Collected data
• • • • •
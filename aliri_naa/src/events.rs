//! Lifecycle events
//!
//! The controller reports the start and outcome of every acquisition through
//! an [`EventHandler`]. Events are always logged with `tracing` and are fanned
//! out to any registered [`EventSink`]s.

use std::{error, fmt, sync::Arc};

use arc_swap::ArcSwap;

use crate::{
    account::AccountInfo, bridge::dto::BridgeError, error::AuthError, request::ValidRequest,
    result::AuthenticationResult, CorrelationId,
};

/// The kind of lifecycle event
#[derive(Clone, Copy, Debug, PartialEq, Eq, Hash)]
pub enum EventType {
    /// Initialization has begun
    InitializeStart,
    /// Initialization has finished
    InitializeEnd,
    /// A token acquisition has begun
    AcquireTokenStart,
    /// A token acquisition succeeded
    AcquireTokenSuccess,
    /// A token acquisition failed
    AcquireTokenFailure,
    /// The active account was changed by the application
    ActiveAccountChanged,
}

/// How the user may be involved in an operation
#[derive(Clone, Copy, Debug, PartialEq, Eq, Hash)]
pub enum InteractionType {
    /// The host may show UI
    Popup,
    /// No user interaction
    Silent,
    /// Not an interaction at all
    None,
}

/// Data attached to an event
#[derive(Clone, Debug)]
pub enum EventPayload {
    /// The request being served
    Request(ValidRequest),
    /// The result handed back to the caller
    Result(AuthenticationResult),
    /// The new active account
    Account(Option<AccountInfo>),
}

/// The error attached to a failure event, as originally raised
#[derive(Clone, Debug)]
pub enum EventError {
    /// The raw error reported by the host bridge
    Bridge(BridgeError),
    /// An error raised by this crate
    Auth(AuthError),
}

impl fmt::Display for EventError {
    fn fmt(&self, f: &mut fmt::Formatter) -> fmt::Result {
        match self {
            Self::Bridge(e) => fmt::Display::fmt(e, f),
            Self::Auth(e) => fmt::Display::fmt(e, f),
        }
    }
}

impl error::Error for EventError {
    fn source(&self) -> Option<&(dyn error::Error + 'static)> {
        match self {
            Self::Bridge(e) => Some(e),
            Self::Auth(e) => Some(e),
        }
    }
}

/// A lifecycle event
#[derive(Clone, Debug)]
pub struct EventMessage {
    /// The kind of event
    pub event_type: EventType,
    /// How the user is involved
    pub interaction_type: InteractionType,
    /// The correlation identifier of the operation, when there is one
    pub correlation_id: Option<CorrelationId>,
    /// Associated data
    pub payload: Option<EventPayload>,
    /// The error, for failure events
    pub error: Option<EventError>,
}

impl EventMessage {
    /// Constructs an event without payload or error
    pub fn new(event_type: EventType, interaction_type: InteractionType) -> Self {
        Self {
            event_type,
            interaction_type,
            correlation_id: None,
            payload: None,
            error: None,
        }
    }

    /// Attaches a correlation identifier
    pub fn with_correlation_id(mut self, correlation_id: CorrelationId) -> Self {
        self.correlation_id = Some(correlation_id);
        self
    }

    /// Attaches a payload
    pub fn with_payload(mut self, payload: EventPayload) -> Self {
        self.payload = Some(payload);
        self
    }

    /// Attaches an error
    pub fn with_error(mut self, error: EventError) -> Self {
        self.error = Some(error);
        self
    }
}

/// A receiver of lifecycle events
pub trait EventSink: Send + Sync {
    /// Handles an event
    fn emit_event(&self, message: &EventMessage);
}

impl<F> EventSink for F
where
    F: Fn(&EventMessage) + Send + Sync,
{
    #[inline]
    fn emit_event(&self, message: &EventMessage) {
        self(message)
    }
}

/// A handle to a registered event callback
#[derive(Clone, Debug, PartialEq, Eq, Hash)]
pub struct CallbackId(String);

impl fmt::Display for CallbackId {
    fn fmt(&self, f: &mut fmt::Formatter) -> fmt::Result {
        f.write_str(&self.0)
    }
}

/// Logs events and dispatches them to registered sinks
#[derive(Default)]
pub struct EventHandler {
    sinks: ArcSwap<Vec<(CallbackId, Arc<dyn EventSink>)>>,
}

impl fmt::Debug for EventHandler {
    fn fmt(&self, f: &mut fmt::Formatter) -> fmt::Result {
        f.debug_struct("EventHandler")
            .field(
                "sinks",
                &self
                    .sinks
                    .load()
                    .iter()
                    .map(|(id, _)| id.0.clone())
                    .collect::<Vec<_>>(),
            )
            .finish()
    }
}

impl EventHandler {
    /// Constructs a handler with no registered sinks
    pub fn new() -> Self {
        Self::default()
    }

    /// Registers a sink, returning a handle that can later remove it
    pub fn add_callback(&self, id: String, sink: Arc<dyn EventSink>) -> CallbackId {
        let id = CallbackId(id);
        let entry = (id.clone(), sink);
        self.sinks.rcu(|current| {
            let mut next = Vec::clone(current);
            next.push(entry.clone());
            next
        });
        tracing::debug!(callback = %id, "event callback registered");
        id
    }

    /// Removes a previously registered sink
    ///
    /// Returns whether a sink was removed.
    pub fn remove_callback(&self, id: &CallbackId) -> bool {
        let previous = self.sinks.rcu(|current| {
            current
                .iter()
                .filter(|(existing, _)| existing != id)
                .cloned()
                .collect::<Vec<_>>()
        });
        let removed = previous.iter().any(|(existing, _)| existing == id);
        tracing::debug!(callback = %id, removed, "event callback removed");
        removed
    }

    /// Logs the event and hands it to every registered sink
    pub fn emit_event(&self, message: EventMessage) {
        let correlation_id = message.correlation_id.as_ref().map(|c| c.as_str());
        match &message.error {
            Some(error) => tracing::warn!(
                event = ?message.event_type,
                interaction = ?message.interaction_type,
                correlation_id,
                error = (error as &dyn error::Error),
                "emitting event"
            ),
            None => tracing::debug!(
                event = ?message.event_type,
                interaction = ?message.interaction_type,
                correlation_id,
                "emitting event"
            ),
        }

        for (_, sink) in self.sinks.load().iter() {
            sink.emit_event(&message);
        }
    }
}
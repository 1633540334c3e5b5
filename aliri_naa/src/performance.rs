//! Performance measurements around host round trips

use std::{error, fmt, time::Instant};

use crate::{error::AuthError, CorrelationId, CorrelationIdRef};

/// The operation being measured
#[derive(Clone, Copy, Debug, PartialEq, Eq, Hash)]
pub enum PerformanceEvent {
    /// Silent acquisition from the cache
    AcquireTokenSilent,
    /// Silent acquisition through the host
    SsoSilent,
    /// Interactive acquisition through the host
    AcquireTokenPopup,
    /// Controller initialization
    Initialize,
}

impl PerformanceEvent {
    /// The name under which the measurement is reported
    pub fn name(self) -> &'static str {
        match self {
            Self::AcquireTokenSilent => "acquireTokenSilent",
            Self::SsoSilent => "ssoSilent",
            Self::AcquireTokenPopup => "acquireTokenPopup",
            Self::Initialize => "initialize",
        }
    }
}

/// Fields recorded against a measurement
///
/// Unset fields are left as they were.
#[derive(Clone, Debug, Default, PartialEq, Eq)]
pub struct MeasurementFields {
    /// Whether the operation succeeded
    pub success: Option<bool>,
    /// The request identifier of the result
    pub request_id: Option<String>,
    /// Length of the returned access token
    pub access_token_size: Option<usize>,
    /// Length of the returned ID token
    pub id_token_size: Option<usize>,
    /// Whether the request went through nested app auth
    pub nested_app_auth_request: Option<bool>,
    /// Whether the result was served from the cache
    pub from_cache: Option<bool>,
}

impl MeasurementFields {
    /// Overlays the set fields of `other` onto these fields
    pub fn merge(&mut self, other: MeasurementFields) {
        self.success = other.success.or(self.success);
        if other.request_id.is_some() {
            self.request_id = other.request_id;
        }
        self.access_token_size = other.access_token_size.or(self.access_token_size);
        self.id_token_size = other.id_token_size.or(self.id_token_size);
        self.nested_app_auth_request = other
            .nested_app_auth_request
            .or(self.nested_app_auth_request);
        self.from_cache = other.from_cache.or(self.from_cache);
    }
}

/// An in-flight measurement
pub trait Measurement: Send {
    /// Records fields against the measurement
    fn add(&mut self, fields: MeasurementFields);

    /// Increments a named counter
    fn increment(&mut self, counter: &'static str, by: u64);

    /// Completes the measurement
    fn end(self: Box<Self>, fields: MeasurementFields, error: Option<&AuthError>);
}

/// A factory for measurements
pub trait PerformanceClient: Send + Sync {
    /// Begins measuring an operation
    fn start_measurement(
        &self,
        event: PerformanceEvent,
        correlation_id: &CorrelationIdRef,
    ) -> Box<dyn Measurement>;
}

/// Reports measurements as `tracing` events when they end
#[derive(Clone, Copy, Debug, Default)]
pub struct TracingPerformanceClient;

impl PerformanceClient for TracingPerformanceClient {
    fn start_measurement(
        &self,
        event: PerformanceEvent,
        correlation_id: &CorrelationIdRef,
    ) -> Box<dyn Measurement> {
        tracing::trace!(measurement = event.name(), %correlation_id, "starting measurement");
        Box::new(TracingMeasurement {
            event,
            correlation_id: correlation_id.to_owned(),
            started: Instant::now(),
            fields: MeasurementFields::default(),
            counters: Vec::new(),
        })
    }
}

struct TracingMeasurement {
    event: PerformanceEvent,
    correlation_id: CorrelationId,
    started: Instant,
    fields: MeasurementFields,
    counters: Vec<(&'static str, u64)>,
}

impl fmt::Debug for TracingMeasurement {
    fn fmt(&self, f: &mut fmt::Formatter) -> fmt::Result {
        f.debug_struct("TracingMeasurement")
            .field("event", &self.event)
            .field("correlation_id", &self.correlation_id)
            .field("fields", &self.fields)
            .field("counters", &self.counters)
            .finish()
    }
}

impl Measurement for TracingMeasurement {
    fn add(&mut self, fields: MeasurementFields) {
        self.fields.merge(fields);
    }

    fn increment(&mut self, counter: &'static str, by: u64) {
        match self.counters.iter_mut().find(|(name, _)| *name == counter) {
            Some((_, count)) => *count += by,
            None => self.counters.push((counter, by)),
        }
    }

    fn end(mut self: Box<Self>, fields: MeasurementFields, error: Option<&AuthError>) {
        self.fields.merge(fields);
        let elapsed_ms = self.started.elapsed().as_millis() as u64;

        if let Some(error) = error {
            tracing::debug!(
                measurement = self.event.name(),
                correlation_id = %self.correlation_id,
                elapsed_ms,
                success = false,
                error = (error as &dyn error::Error),
                "measurement ended"
            );
        } else {
            tracing::debug!(
                measurement = self.event.name(),
                correlation_id = %self.correlation_id,
                elapsed_ms,
                success = self.fields.success,
                request_id = self.fields.request_id.as_deref(),
                access_token_size = self.fields.access_token_size.map(|s| s as u64),
                id_token_size = self.fields.id_token_size.map(|s| s as u64),
                from_cache = self.fields.from_cache,
                counters = ?self.counters,
                "measurement ended"
            );
        }
    }
}
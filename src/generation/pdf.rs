use std::io::Cursor;
use std::path::PathBuf;

use lopdf::content::{Content, Operation};
use lopdf::{dictionary, Document, Object, Stream};

use crate::errors::GenerationError;
use crate::generation::font::PdfFont;

// @module: PDF regeneration from translated text
//
// Text is laid out top-down on Letter pages with a fixed leading. Word
// wrap measures real glyph advances from the selected font, so embedded
// Unicode fonts and the Helvetica fallback wrap correctly at the same
// margin. Content streams are left uncompressed.

/// Page geometry, type metrics and font selection for generated PDFs
#[derive(Debug, Clone)]
pub struct PdfLayout {
    /// Page width in points
    pub page_width: f32,
    /// Page height in points
    pub page_height: f32,
    /// Uniform page margin in points
    pub margin: f32,
    /// Body font size in points
    pub font_size: f32,
    /// Baseline-to-baseline leading in points
    pub line_height: f32,
    /// TrueType files to try embedding, in preference order
    pub font_candidates: Vec<PathBuf>,
}

impl Default for PdfLayout {
    fn default() -> Self {
        Self {
            // US Letter
            page_width: 612.0,
            page_height: 792.0,
            margin: 50.0,
            font_size: 12.0,
            line_height: 14.0,
            font_candidates: vec![
                PathBuf::from("/usr/share/fonts/truetype/dejavu/DejaVuSans.ttf"),
                PathBuf::from("/usr/share/fonts/TTF/DejaVuSans.ttf"),
                PathBuf::from("/usr/share/fonts/truetype/noto/NotoSans-Regular.ttf"),
                PathBuf::from("/usr/share/fonts/truetype/liberation/LiberationSans-Regular.ttf"),
                PathBuf::from("/Library/Fonts/Arial Unicode.ttf"),
                PathBuf::from("C:\\Windows\\Fonts\\arial.ttf"),
            ],
        }
    }
}

impl PdfLayout {
    /// Usable line width between the margins
    fn content_width(&self) -> f32 {
        self.page_width - 2.0 * self.margin
    }

    /// Number of text lines that fit between the margins
    fn lines_per_page(&self) -> usize {
        let fit = ((self.page_height - 2.0 * self.margin) / self.line_height) as usize;
        fit.max(1)
    }
}

/// Generate a paginated PDF from translated text
pub fn generate(text: &str, layout: &PdfLayout) -> Result<Vec<u8>, GenerationError> {
    let font = PdfFont::load_first(&layout.font_candidates);

    let normalized = normalize_for_pdf(text);
    let mut lines: Vec<String> = Vec::new();
    for raw_line in normalized.split('\n') {
        let printable = ensure_encodable(raw_line, &font);
        lines.extend(wrap_line(
            &printable,
            &font,
            layout.font_size,
            layout.content_width(),
        ));
    }
    if lines.is_empty() {
        lines.push(String::new());
    }

    assemble(&lines, &font, layout)
}

/// Map characters that commonly break PDF text output to safe equivalents
///
/// Covers the private-use bullets some office suites emit for list
/// markers, no-break spaces, curly quotes and typographic dashes. Tabs
/// become spaces because the layout has no tab stops.
pub(crate) fn normalize_for_pdf(text: &str) -> String {
    let mut out = String::with_capacity(text.len());
    for c in text.chars() {
        match c {
            '\u{F0B7}' | '\u{F0A7}' => out.push('\u{2022}'),
            '\u{00A0}' => out.push(' '),
            '\u{2018}' | '\u{2019}' => out.push('\''),
            '\u{201C}' | '\u{201D}' => out.push('"'),
            '\u{2013}' | '\u{2014}' => out.push('-'),
            '\t' => out.push_str("    "),
            _ => out.push(c),
        }
    }
    out
}

/// Replace characters the font cannot render
///
/// Bullets degrade to '*' so list structure stays visible; everything
/// else becomes '?'.
pub(crate) fn ensure_encodable(line: &str, font: &PdfFont) -> String {
    line.chars()
        .map(|c| {
            if font.can_encode(c) {
                c
            } else if c == '\u{2022}' {
                '*'
            } else {
                '?'
            }
        })
        .collect()
}

/// Wrap one logical line into physical lines no wider than `max_width`
///
/// Words longer than a whole line are split at character granularity so
/// layout always makes progress.
pub(crate) fn wrap_line(line: &str, font: &PdfFont, font_size: f32, max_width: f32) -> Vec<String> {
    if line.trim().is_empty() {
        return vec![String::new()];
    }

    let space_width = font.text_width(" ", font_size);
    let mut wrapped: Vec<String> = Vec::new();
    let mut current = String::new();
    let mut current_width = 0.0_f32;

    for word in line.split_whitespace() {
        let word_width = font.text_width(word, font_size);

        if word_width > max_width {
            if !current.is_empty() {
                wrapped.push(std::mem::take(&mut current));
                current_width = 0.0;
            }
            let (full, rest, rest_width) = split_long_word(word, font, font_size, max_width);
            wrapped.extend(full);
            current = rest;
            current_width = rest_width;
            continue;
        }

        if current.is_empty() {
            current = word.to_string();
            current_width = word_width;
        } else if current_width + space_width + word_width <= max_width {
            current.push(' ');
            current.push_str(word);
            current_width += space_width + word_width;
        } else {
            wrapped.push(std::mem::take(&mut current));
            current = word.to_string();
            current_width = word_width;
        }
    }

    if !current.is_empty() {
        wrapped.push(current);
    }
    wrapped
}

/// Split an overlong word into full-width pieces plus a trailing remainder
fn split_long_word(
    word: &str,
    font: &PdfFont,
    font_size: f32,
    max_width: f32,
) -> (Vec<String>, String, f32) {
    let mut pieces = Vec::new();
    let mut piece = String::new();
    let mut piece_width = 0.0_f32;

    for c in word.chars() {
        let char_width = font.char_width(c) * font_size / 1000.0;
        if !piece.is_empty() && piece_width + char_width > max_width {
            pieces.push(std::mem::take(&mut piece));
            piece_width = 0.0;
        }
        piece.push(c);
        piece_width += char_width;
    }

    (pieces, piece, piece_width)
}

/// Assemble the lopdf document from wrapped lines
fn assemble(lines: &[String], font: &PdfFont, layout: &PdfLayout) -> Result<Vec<u8>, GenerationError> {
    let mut doc = Document::with_version("1.5");
    let pages_id = doc.new_object_id();
    let font_id = font.register(&mut doc)?;
    let resources_id = doc.add_object(dictionary! {
        "Font" => dictionary! { "F1" => font_id },
    });

    let first_baseline = layout.page_height - layout.margin - layout.font_size;
    let mut kids: Vec<Object> = Vec::new();

    for page_lines in lines.chunks(layout.lines_per_page()) {
        let mut operations = vec![
            Operation::new("BT", vec![]),
            Operation::new("Tf", vec!["F1".into(), layout.font_size.into()]),
            Operation::new("TL", vec![layout.line_height.into()]),
            Operation::new("Td", vec![layout.margin.into(), first_baseline.into()]),
        ];
        for line in page_lines {
            if !line.is_empty() {
                operations.push(Operation::new("Tj", vec![font.encode_text(line)]));
            }
            operations.push(Operation::new("T*", vec![]));
        }
        operations.push(Operation::new("ET", vec![]));

        let content = Content { operations };
        let encoded = content
            .encode()
            .map_err(|e| GenerationError::Pdf(e.to_string()))?;
        let content_id = doc.add_object(Stream::new(dictionary! {}, encoded));

        let page_id = doc.add_object(dictionary! {
            "Type" => "Page",
            "Parent" => pages_id,
            "Contents" => content_id,
        });
        kids.push(page_id.into());
    }

    let page_count = kids.len() as i64;
    doc.objects.insert(
        pages_id,
        Object::Dictionary(dictionary! {
            "Type" => "Pages",
            "Kids" => kids,
            "Count" => page_count,
            "MediaBox" => vec![
                0.into(),
                0.into(),
                layout.page_width.into(),
                layout.page_height.into(),
            ],
            "Resources" => resources_id,
        }),
    );

    let catalog_id = doc.add_object(dictionary! {
        "Type" => "Catalog",
        "Pages" => pages_id,
    });
    doc.trailer.set("Root", catalog_id);

    let mut buffer = Cursor::new(Vec::new());
    doc.save_to(&mut buffer)
        .map_err(|e| GenerationError::Pdf(e.to_string()))?;
    Ok(buffer.into_inner())
}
• • • • •
• Exercise aim:
Go through the records above, find each line with the string "enum", and copy it.

• Result of the task:
pub enum EventType {
pub enum InteractionType {
pub enum EventPayload {
pub enum EventError {
pub enum PerformanceEvent {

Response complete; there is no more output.